Who Decides: You, the Algorithm, or Both?
Why we should collaborate more deeply with artificial intelligence.
Posted August 4, 2021 | Reviewed by Chloe Williams
- Human bias, sluggishness, and inaccuracy often distort decision making, while AI poses opposite risks, going too far, too fast and overreacting.
- Collaborative decision making by humans and AI could simultaneously look too near and far, go too fast and slow, and under and overreact.
- People misattribute features of AI to themselves, studies show. AI could produce an illusion of control and a false sense of self-efficacy.
Artificial intelligence (AI) is supercharging decision making. Anyone with a smartphone can process vast amounts of information and make fast decisions at the tap of an icon. They can shop, invest, choose friends, while companies use AI to select markets, set prices and hire staff. Potential benefits are vast and growing. But what is really happening here and who is in control? How can we collaborate more effectively with AI in decision making?

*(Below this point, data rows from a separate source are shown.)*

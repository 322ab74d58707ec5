//! Atomic inventory upsert
//!
//! One IMMEDIATE transaction per update:
//! 1. write the denormalized copy on the survivor row
//! 2. look up the survivor's inventory record id
//! 3. insert a record if none exists, otherwise update it in place
//! 4. commit (only if nothing failed and the deadline still holds)
//!
//! "No record" means the lookup returned no row. Any other lookup failure is
//! a storage error and aborts the transaction; treating it as absence would
//! insert a second record.

use std::time::Duration;

use rusqlite::{params, OptionalExtension, Transaction};
use serde::Serialize;

use crate::core::error::{EngineError, Result};
use crate::core::types::{Inventory, SurvivorId};
use crate::store::{scoped_transaction, Store};

/// Confirmation returned after a committed update
#[derive(Debug, Clone, PartialEq, Eq, Serialize)]
pub struct InventoryReceipt {
    pub survivor_id: SurvivorId,
    pub inventory: Inventory,
    /// True when this update created the survivor's inventory record
    pub created: bool,
    pub message: String,
}

impl InventoryReceipt {
    pub const MESSAGE: &'static str = "Survivor inventory updated successfully";

    fn new(survivor_id: SurvivorId, inventory: Inventory, created: bool) -> Self {
        Self {
            survivor_id,
            inventory,
            created,
            message: Self::MESSAGE.to_string(),
        }
    }
}

/// Owns the read-modify-write of survivor inventories
#[derive(Clone)]
pub struct InventoryLedger {
    store: Store,
    max_level_len: usize,
    budget: Duration,
}

impl InventoryLedger {
    pub fn new(store: Store, max_level_len: usize) -> Self {
        let budget = store.default_budget();
        Self {
            store,
            max_level_len,
            budget,
        }
    }

    /// Copy of this ledger whose operations must finish within `budget`
    pub fn with_deadline(&self, budget: Duration) -> Self {
        Self {
            budget,
            ..self.clone()
        }
    }

    /// Replace the survivor's inventory, creating the record if missing
    ///
    /// On success exactly one inventory record exists for `id` and the
    /// survivor row carries the same values. On any failure nothing from
    /// this call is visible.
    pub async fn update_inventory(
        &self,
        id: SurvivorId,
        inventory: Inventory,
    ) -> Result<InventoryReceipt> {
        inventory.validate(self.max_level_len)?;

        let created = self
            .store
            .run(self.budget, {
                let inventory = inventory.clone();
                move |conn, deadline| {
                    scoped_transaction(conn, deadline, |tx| upsert(tx, id, &inventory))
                }
            })
            .await?;

        if created {
            tracing::info!("Created inventory record for survivor {}", id);
        } else {
            tracing::debug!("Updated inventory record for survivor {}", id);
        }
        Ok(InventoryReceipt::new(id, inventory, created))
    }

    /// The survivor's canonical inventory record, if it has one
    pub async fn current(&self, id: SurvivorId) -> Result<Option<Inventory>> {
        self.store
            .run(self.budget, move |conn, _| {
                let found = conn
                    .query_row(
                        "SELECT water, food, medication, ammunition FROM inventory WHERE survivor_id = ?1",
                        params![id.get()],
                        |row| {
                            Ok(Inventory {
                                water: row.get(0)?,
                                food: row.get(1)?,
                                medication: row.get(2)?,
                                ammunition: row.get(3)?,
                            })
                        },
                    )
                    .optional()?;
                Ok(found)
            })
            .await
    }
}

/// Returns true when a new inventory record was inserted
fn upsert(tx: &Transaction<'_>, id: SurvivorId, inventory: &Inventory) -> Result<bool> {
    let touched = tx.execute(
        "UPDATE survivors SET water = ?1, food = ?2, medication = ?3, ammunition = ?4 WHERE id = ?5",
        params![
            inventory.water,
            inventory.food,
            inventory.medication,
            inventory.ammunition,
            id.get()
        ],
    )?;
    if touched == 0 {
        return Err(EngineError::NotFound(id));
    }

    let existing: Option<i64> = tx
        .query_row(
            "SELECT id FROM inventory WHERE survivor_id = ?1",
            params![id.get()],
            |row| row.get(0),
        )
        .optional()?;

    match existing {
        None => {
            tx.execute(
                "INSERT INTO inventory (survivor_id, water, food, medication, ammunition)
                 VALUES (?1, ?2, ?3, ?4, ?5)",
                params![
                    id.get(),
                    inventory.water,
                    inventory.food,
                    inventory.medication,
                    inventory.ammunition
                ],
            )?;
            Ok(true)
        }
        Some(record_id) => {
            tx.execute(
                "UPDATE inventory SET water = ?1, food = ?2, medication = ?3, ammunition = ?4 WHERE id = ?5",
                params![
                    inventory.water,
                    inventory.food,
                    inventory.medication,
                    inventory.ammunition,
                    record_id
                ],
            )?;
            Ok(false)
        }
    }
}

A second related problem is that decision environments are increasingly rich and dynamic. We are flooded with information and options. There are simply more decisions to be made — which is good news overall. However, this also means that people and organizations become heavily reliant on artificial support. Especially when decisions are purely routine, or complex and must be quick, humans often delegate total responsibility to AI.
The Challenge of Human-Machine Collaboration
Problems therefore emerge as humans and AI collaborate in augmented decision making. The two types of agents are not easy to combine. On the one hand, humans often focus too near, process information slowly, and fail to detect relevant variation. Put simply, humans are relatively myopic, sluggish, and insensitive. On the other hand, as stated above, AI easily goes too far, too fast, and is often over-sensitive. Stated more formally, AI is inherently farsighted and hyperopic (the opposite of myopic), hyperactive, and hypersensitive.
When both types of agents work together in decision making, these risks will compound. The combined system might focus near and far, process fast and slow, and react passively and furiously, all at the same time. Decision making is then poorly coordinated and potentially conflicting. Ironically, digitalization results in less effective decision making.
Consider the use of AI in surgery. To be effective, artificial agents must understand and trust surgeons’ perceptions, preferences, and speed of work. Equally, surgeons need to trust the accuracy and reliability of AI. But if one goes too fast and the other too slow, or they act independently and ignore each other, medical procedures end in disaster. Both types of agents must work collaboratively to ensure effective decision making in real time.
New Risks for Decision Making
These developments transcend prior thinking about decision making. To date, research primarily focuses on the risks posed by human limitations, especially myopia, bias, and idiosyncratic noise, and what happens when such distortions infect AI. Certainly, these are major concerns. Once infected in this way, digital systems quickly amplify human limitations.
Moving forward, however, equal attention must be paid to new risks posed by AI, even after we control for human bias and noise. Because digitalized decision making could still reach too far, go too fast, and react too furiously. Granted, it may be free of distorting priors, but it could become overly complex and opaque anyway. As I explain in my recent book Augmented Humanity, people will struggle in these situations and could slide into dependence or self-delusion.
Writing almost 20 years ago, Daniel Wegner identified a similar effect. He explained how deep systems in the brain trigger thought and action before deliberation or intention, yet people still feel a sense of control. He labeled this the illusion of conscious will. It has positive effects too, though, including support for a sense of self and responsibility.
In the same way, AI can produce a digitalized illusion of conscious will. People tap icons and make online choices, and thus experience a sense of intentional control. But in truth much about the outcome is determined by invisible algorithms. This poses risks for self-understanding and a sense of moral responsibility, not to mention decision making itself.
In fact, recent studies show that people do misattribute features of AI to themselves. Could the digitalization of decision making therefore increase the illusion of control and create a false sense of self-efficacy? If so, people will be less genuinely autonomous, despite feeling more empowered. To counteract these risks, people must develop stronger self-regulatory skills and learn to avoid some digital influences while embracing others.
Bottom line, AI adds unprecedented power and reach to decision making but not without risks. Of course, we are right to worry about the negative impact of bias and idiosyncratic noise. However in doing so, we must not forfeit control or abandon important commitments, nor diverge into conflict against AI. Instead, human and artificial agents must collaborate more deeply and form genuine partnerships in decision making.
Bryant, P. T. (2021). Augmented Humanity: Being and Remaining Agentic in a Digitalized World. Palgrave Macmillan.
Kahneman, D., Sibony, O., and Sunstein, C.R. (2021). Noise: A Flaw in Human Judgment. London, William Collins.
Wegner, D. M. (2002). The Illusion of Conscious Will. MIT Press.